- [What this task involves]
Every record must appear in the response exactly as given.

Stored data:
⟨
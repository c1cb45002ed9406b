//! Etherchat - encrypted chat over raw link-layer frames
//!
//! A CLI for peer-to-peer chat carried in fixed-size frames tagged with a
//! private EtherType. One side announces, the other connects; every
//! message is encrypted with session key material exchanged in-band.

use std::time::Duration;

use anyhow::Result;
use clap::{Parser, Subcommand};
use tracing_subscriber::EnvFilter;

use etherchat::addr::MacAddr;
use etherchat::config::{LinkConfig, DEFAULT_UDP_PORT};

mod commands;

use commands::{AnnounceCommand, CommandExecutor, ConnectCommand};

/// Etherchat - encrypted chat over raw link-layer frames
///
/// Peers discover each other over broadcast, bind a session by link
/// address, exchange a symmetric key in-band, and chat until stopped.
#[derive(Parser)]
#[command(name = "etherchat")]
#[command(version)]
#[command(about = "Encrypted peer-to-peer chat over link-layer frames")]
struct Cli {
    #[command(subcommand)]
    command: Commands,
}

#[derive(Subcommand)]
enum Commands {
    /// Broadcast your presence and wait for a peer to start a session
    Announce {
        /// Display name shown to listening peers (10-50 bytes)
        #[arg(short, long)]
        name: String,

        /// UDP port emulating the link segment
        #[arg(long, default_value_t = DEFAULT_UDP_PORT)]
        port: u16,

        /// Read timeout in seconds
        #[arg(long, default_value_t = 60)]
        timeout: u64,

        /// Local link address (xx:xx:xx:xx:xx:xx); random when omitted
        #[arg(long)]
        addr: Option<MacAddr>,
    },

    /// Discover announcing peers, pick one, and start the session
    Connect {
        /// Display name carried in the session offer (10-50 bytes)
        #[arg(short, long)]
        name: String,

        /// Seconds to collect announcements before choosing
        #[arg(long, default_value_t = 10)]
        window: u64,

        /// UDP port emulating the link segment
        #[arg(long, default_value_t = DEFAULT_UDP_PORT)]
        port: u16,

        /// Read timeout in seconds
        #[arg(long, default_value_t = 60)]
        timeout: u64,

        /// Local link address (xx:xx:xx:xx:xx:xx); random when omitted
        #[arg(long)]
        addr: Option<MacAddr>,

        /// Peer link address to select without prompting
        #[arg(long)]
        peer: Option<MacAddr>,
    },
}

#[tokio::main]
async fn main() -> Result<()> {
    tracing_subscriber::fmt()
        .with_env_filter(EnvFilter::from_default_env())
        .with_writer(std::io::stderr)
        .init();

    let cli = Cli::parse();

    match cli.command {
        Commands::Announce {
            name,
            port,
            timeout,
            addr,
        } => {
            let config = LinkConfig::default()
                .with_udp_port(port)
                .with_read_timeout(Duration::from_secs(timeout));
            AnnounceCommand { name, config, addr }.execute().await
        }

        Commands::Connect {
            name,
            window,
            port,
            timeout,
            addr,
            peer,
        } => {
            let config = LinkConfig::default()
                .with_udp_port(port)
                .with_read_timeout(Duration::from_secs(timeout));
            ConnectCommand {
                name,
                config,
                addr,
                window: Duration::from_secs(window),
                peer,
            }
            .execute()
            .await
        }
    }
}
⟩
- [Result of the exercise]
repository c1cb45002ed9406b
//! Etherchat - encrypted chat over raw link-layer frames
//!
//! A CLI for peer-to-peer chat carried in fixed-size frames tagged with a
//! private EtherType. One side announces, the other connects; every
//! message is encrypted with session key material exchanged in-band.

use std::time::Duration;

use anyhow::Result;
use clap::{Parser, Subcommand};
use tracing_subscriber::EnvFilter;

use etherchat::addr::MacAddr;
use etherchat::config::{LinkConfig, DEFAULT_UDP_PORT};

mod commands;

use commands::{AnnounceCommand, CommandExecutor, ConnectCommand};

/// Etherchat - encrypted chat over raw link-layer frames
///
/// Peers discover each other over broadcast, bind a session by link
/// address, exchange a symmetric key in-band, and chat until stopped.
#[derive(Parser)]
#[command(name = "etherchat")]
#[command(version)]
#[command(about = "Encrypted peer-to-peer chat over link-layer frames")]
struct Cli {
    #[command(subcommand)]
    command: Commands,
}

#[derive(Subcommand)]
enum Commands {
    /// Broadcast your presence and wait for a peer to start a session
    Announce {
        /// Display name shown to listening peers (10-50 bytes)
        #[arg(short, long)]
        name: String,

        /// UDP port emulating the link segment
        #[arg(long, default_value_t = DEFAULT_UDP_PORT)]
        port: u16,

        /// Read timeout in seconds
        #[arg(long, default_value_t = 60)]
        timeout: u64,

        /// Local link address (xx:xx:xx:xx:xx:xx); random when omitted
        #[arg(long)]
        addr: Option<MacAddr>,
    },

    /// Discover announcing peers, pick one, and start the session
    Connect {
        /// Display name carried in the session offer (10-50 bytes)
        #[arg(short, long)]
        name: String,

        /// Seconds to collect announcements before choosing
        #[arg(long, default_value_t = 10)]
        window: u64,

        /// UDP port emulating the link segment
        #[arg(long, default_value_t = DEFAULT_UDP_PORT)]
        port: u16,

        /// Read timeout in seconds
        #[arg(long, default_value_t = 60)]
        timeout: u64,

        /// Local link address (xx:xx:xx:xx:xx:xx); random when omitted
        #[arg(long)]
        addr: Option<MacAddr>,

        /// Peer link address to select without prompting
        #[arg(long)]
        peer: Option<MacAddr>,
    },
}

#[tokio::main]
async fn main() -> Result<()> {
    tracing_subscriber::fmt()
        .with_env_filter(EnvFilter::from_default_env())
        .with_writer(std::io::stderr)
        .init();

    let cli = Cli::parse();

    match cli.command {
        Commands::Announce {
            name,
            port,
            timeout,
            addr,
        } => {
            let config = LinkConfig::default()
                .with_udp_port(port)
                .with_read_timeout(Duration::from_secs(timeout));
            AnnounceCommand { name, config, addr }.execute().await
        }

        Commands::Connect {
            name,
            window,
            port,
            timeout,
            addr,
            peer,
        } => {
            let config = LinkConfig::default()
                .with_udp_port(port)
                .with_read_timeout(Duration::from_secs(timeout));
            ConnectCommand {
                name,
                config,
                addr,
                window: Duration::from_secs(window),
                peer,
            }
            .execute()
            .await
        }
    }
}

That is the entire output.